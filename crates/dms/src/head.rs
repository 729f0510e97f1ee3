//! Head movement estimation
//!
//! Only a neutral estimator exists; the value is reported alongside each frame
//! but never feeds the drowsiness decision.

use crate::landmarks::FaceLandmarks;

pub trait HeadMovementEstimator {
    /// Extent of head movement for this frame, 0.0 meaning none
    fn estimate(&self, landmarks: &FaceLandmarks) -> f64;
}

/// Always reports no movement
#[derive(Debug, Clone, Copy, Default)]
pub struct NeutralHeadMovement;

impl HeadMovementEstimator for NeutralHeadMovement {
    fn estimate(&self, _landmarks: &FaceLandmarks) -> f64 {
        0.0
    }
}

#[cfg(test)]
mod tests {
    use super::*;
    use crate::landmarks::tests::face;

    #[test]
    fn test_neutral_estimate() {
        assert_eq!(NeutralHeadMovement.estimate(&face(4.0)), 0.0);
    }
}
§ §
> _Task goal_
Every record shown above should appear again in your answer, unchanged.

> _Answer for this exercise_
filename crates/dms/src/head.rs
repository 729f0510e97f1ee3
//! Head movement estimation
//!
//! Only a neutral estimator exists; the value is reported alongside each frame
//! but never feeds the drowsiness decision.

use crate::landmarks::FaceLandmarks;

pub trait HeadMovementEstimator {
    /// Extent of head movement for this frame, 0.0 meaning none
    fn estimate(&self, landmarks: &FaceLandmarks) -> f64;
}

/// Always reports no movement
#[derive(Debug, Clone, Copy, Default)]
pub struct NeutralHeadMovement;

impl HeadMovementEstimator for NeutralHeadMovement {
    fn estimate(&self, _landmarks: &FaceLandmarks) -> f64 {
        0.0
    }
}

#[cfg(test)]
mod tests {
    use super::*;
    use crate::landmarks::tests::face;

    #[test]
    fn test_neutral_estimate() {
        assert_eq!(NeutralHeadMovement.estimate(&face(4.0)), 0.0);
    }
}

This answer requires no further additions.